## THE PROBLEM
All that is needed is every line of the listing below that has "memory".
|---|
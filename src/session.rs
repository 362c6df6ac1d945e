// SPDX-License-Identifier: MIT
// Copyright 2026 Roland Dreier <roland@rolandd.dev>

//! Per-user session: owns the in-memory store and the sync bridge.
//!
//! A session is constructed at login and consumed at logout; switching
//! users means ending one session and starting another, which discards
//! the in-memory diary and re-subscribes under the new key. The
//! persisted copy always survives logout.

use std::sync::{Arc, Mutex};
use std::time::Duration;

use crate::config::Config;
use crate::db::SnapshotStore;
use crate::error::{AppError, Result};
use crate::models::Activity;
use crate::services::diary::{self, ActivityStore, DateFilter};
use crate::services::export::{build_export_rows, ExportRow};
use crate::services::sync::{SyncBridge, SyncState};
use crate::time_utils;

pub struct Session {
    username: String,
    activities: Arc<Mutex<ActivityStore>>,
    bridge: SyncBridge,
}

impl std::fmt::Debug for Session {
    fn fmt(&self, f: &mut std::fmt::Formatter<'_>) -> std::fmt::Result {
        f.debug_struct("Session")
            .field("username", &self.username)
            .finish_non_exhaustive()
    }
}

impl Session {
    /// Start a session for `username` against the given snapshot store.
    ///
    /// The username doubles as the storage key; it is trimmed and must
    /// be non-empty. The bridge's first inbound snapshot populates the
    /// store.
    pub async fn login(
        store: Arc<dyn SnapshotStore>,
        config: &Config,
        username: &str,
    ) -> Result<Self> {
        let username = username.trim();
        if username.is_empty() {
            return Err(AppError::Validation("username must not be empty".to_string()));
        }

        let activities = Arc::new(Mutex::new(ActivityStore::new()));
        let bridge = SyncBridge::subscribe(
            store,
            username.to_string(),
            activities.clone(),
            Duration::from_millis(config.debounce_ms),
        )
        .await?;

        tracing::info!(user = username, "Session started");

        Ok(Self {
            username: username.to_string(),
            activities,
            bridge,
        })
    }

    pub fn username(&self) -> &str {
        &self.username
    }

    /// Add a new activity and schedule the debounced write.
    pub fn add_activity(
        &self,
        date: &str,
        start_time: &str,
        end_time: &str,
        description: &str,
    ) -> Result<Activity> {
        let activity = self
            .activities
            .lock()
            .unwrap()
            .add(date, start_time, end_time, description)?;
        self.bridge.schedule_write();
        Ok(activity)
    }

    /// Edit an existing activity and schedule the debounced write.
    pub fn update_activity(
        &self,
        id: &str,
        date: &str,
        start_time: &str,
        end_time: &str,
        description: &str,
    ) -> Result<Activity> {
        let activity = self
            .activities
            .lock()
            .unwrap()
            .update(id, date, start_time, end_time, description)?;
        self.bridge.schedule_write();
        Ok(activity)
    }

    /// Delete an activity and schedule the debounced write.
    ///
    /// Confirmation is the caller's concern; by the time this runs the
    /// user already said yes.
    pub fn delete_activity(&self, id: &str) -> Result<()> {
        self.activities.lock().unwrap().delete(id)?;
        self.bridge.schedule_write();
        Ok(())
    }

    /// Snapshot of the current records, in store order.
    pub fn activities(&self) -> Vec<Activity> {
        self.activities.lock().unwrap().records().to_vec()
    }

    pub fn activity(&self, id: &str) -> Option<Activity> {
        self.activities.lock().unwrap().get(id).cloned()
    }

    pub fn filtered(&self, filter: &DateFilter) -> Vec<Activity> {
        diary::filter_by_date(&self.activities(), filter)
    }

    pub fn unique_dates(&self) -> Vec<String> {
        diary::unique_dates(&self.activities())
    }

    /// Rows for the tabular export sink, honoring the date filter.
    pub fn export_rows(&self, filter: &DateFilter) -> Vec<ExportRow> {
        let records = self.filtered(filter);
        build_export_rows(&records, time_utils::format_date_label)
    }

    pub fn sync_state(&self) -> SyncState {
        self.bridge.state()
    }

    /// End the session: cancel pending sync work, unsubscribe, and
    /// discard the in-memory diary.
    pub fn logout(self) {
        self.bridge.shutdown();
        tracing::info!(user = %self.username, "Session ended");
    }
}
|---|
## EXERCISE OUTPUT
//! Per-user session: owns the in-memory store and the sync bridge.
//! the in-memory diary and re-subscribes under the new key. The
    /// discard the in-memory diary.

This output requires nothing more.